THE PROBLEM: How many lines below contain the string "templates"? Reply with the figure and no further words.
⁂
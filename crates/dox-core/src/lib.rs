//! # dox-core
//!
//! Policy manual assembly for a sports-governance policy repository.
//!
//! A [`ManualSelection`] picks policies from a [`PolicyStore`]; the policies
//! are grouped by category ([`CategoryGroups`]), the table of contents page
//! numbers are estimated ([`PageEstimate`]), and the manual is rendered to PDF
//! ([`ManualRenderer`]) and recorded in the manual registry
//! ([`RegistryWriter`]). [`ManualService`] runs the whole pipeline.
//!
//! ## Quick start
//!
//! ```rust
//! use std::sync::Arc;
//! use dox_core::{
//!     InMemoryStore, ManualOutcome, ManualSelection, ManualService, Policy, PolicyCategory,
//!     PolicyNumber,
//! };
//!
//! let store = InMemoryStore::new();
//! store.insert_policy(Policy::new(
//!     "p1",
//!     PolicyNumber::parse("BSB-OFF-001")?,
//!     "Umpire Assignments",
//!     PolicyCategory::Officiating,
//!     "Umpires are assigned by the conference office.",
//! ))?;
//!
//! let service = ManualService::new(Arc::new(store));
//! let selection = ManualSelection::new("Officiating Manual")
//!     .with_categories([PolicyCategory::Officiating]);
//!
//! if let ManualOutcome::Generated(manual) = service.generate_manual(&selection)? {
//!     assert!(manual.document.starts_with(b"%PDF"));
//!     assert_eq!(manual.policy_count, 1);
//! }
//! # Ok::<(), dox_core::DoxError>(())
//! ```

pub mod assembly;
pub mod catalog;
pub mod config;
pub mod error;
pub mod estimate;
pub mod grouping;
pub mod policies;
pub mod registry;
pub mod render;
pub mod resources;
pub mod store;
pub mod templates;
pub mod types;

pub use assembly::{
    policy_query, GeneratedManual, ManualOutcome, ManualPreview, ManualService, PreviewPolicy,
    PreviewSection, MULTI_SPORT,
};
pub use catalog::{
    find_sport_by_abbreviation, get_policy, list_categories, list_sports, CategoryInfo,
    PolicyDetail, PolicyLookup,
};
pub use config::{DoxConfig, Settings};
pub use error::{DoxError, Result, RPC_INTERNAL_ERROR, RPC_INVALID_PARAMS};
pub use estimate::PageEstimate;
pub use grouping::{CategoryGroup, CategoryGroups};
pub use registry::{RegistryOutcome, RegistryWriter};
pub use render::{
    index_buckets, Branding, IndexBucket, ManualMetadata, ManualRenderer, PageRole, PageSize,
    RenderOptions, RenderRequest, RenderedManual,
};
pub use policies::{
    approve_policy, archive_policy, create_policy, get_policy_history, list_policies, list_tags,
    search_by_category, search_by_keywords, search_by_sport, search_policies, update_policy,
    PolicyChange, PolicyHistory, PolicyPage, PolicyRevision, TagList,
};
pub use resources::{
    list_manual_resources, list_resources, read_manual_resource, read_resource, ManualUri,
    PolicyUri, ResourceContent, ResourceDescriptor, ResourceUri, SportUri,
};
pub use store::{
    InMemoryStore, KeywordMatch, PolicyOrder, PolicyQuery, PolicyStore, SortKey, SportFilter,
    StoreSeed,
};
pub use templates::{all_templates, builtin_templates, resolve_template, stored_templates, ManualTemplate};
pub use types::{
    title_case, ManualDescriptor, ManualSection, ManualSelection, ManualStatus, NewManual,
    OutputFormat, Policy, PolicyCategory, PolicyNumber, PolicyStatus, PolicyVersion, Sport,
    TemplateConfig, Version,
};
⁂
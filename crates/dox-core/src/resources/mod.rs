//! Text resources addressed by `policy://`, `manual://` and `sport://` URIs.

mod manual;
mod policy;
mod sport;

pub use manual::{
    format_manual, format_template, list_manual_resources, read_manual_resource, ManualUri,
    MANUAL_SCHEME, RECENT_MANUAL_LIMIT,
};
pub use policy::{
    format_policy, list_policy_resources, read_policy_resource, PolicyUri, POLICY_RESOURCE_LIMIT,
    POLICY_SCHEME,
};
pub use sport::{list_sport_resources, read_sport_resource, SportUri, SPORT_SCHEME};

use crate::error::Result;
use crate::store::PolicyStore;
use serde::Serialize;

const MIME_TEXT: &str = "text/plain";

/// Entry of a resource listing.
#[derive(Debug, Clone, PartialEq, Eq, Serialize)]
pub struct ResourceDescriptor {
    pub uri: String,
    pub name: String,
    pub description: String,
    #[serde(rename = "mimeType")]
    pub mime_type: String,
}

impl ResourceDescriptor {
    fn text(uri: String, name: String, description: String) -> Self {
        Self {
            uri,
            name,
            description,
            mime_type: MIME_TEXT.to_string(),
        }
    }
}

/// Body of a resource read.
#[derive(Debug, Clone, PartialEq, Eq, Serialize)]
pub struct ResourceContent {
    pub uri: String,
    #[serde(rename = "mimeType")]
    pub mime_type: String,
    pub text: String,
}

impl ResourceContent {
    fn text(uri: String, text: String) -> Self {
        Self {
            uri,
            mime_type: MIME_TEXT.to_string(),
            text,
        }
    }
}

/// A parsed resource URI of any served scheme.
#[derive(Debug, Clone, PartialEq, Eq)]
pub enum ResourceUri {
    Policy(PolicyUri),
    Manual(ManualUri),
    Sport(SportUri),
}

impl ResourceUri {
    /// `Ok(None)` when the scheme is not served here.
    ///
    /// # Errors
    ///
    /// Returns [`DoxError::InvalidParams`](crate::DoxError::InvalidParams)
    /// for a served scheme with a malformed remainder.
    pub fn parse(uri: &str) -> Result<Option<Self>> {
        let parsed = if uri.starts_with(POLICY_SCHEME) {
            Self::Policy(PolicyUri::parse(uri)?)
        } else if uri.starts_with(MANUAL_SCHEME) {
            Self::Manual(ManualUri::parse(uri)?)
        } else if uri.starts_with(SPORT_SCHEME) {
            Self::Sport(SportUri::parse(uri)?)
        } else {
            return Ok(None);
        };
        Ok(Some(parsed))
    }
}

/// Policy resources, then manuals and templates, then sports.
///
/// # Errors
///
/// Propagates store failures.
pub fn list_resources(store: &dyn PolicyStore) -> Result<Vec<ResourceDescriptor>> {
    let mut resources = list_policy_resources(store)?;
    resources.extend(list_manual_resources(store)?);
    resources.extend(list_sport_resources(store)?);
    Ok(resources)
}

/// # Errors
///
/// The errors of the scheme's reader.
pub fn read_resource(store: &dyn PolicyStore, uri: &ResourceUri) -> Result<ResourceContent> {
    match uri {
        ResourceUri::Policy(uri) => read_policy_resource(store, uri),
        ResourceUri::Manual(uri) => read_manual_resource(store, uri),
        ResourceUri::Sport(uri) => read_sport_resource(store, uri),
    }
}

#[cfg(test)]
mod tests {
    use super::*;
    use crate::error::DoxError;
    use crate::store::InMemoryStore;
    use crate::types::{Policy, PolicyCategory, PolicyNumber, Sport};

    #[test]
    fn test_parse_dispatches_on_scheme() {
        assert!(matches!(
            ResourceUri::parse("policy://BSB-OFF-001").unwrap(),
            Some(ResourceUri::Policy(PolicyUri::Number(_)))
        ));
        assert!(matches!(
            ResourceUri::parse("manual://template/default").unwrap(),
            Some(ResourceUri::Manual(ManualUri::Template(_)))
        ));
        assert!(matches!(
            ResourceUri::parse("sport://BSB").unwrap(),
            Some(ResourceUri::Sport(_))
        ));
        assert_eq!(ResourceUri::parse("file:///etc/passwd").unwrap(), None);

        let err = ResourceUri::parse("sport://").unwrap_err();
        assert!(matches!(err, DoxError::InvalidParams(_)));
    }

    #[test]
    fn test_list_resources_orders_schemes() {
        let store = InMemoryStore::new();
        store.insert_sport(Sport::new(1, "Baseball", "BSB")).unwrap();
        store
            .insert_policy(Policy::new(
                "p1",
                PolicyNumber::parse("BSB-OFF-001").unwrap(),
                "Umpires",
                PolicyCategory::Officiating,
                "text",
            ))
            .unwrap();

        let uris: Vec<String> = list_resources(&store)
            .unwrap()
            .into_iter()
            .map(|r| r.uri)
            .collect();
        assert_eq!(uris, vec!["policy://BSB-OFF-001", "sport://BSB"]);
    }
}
⁂
EXERCISE OUTPUT: 3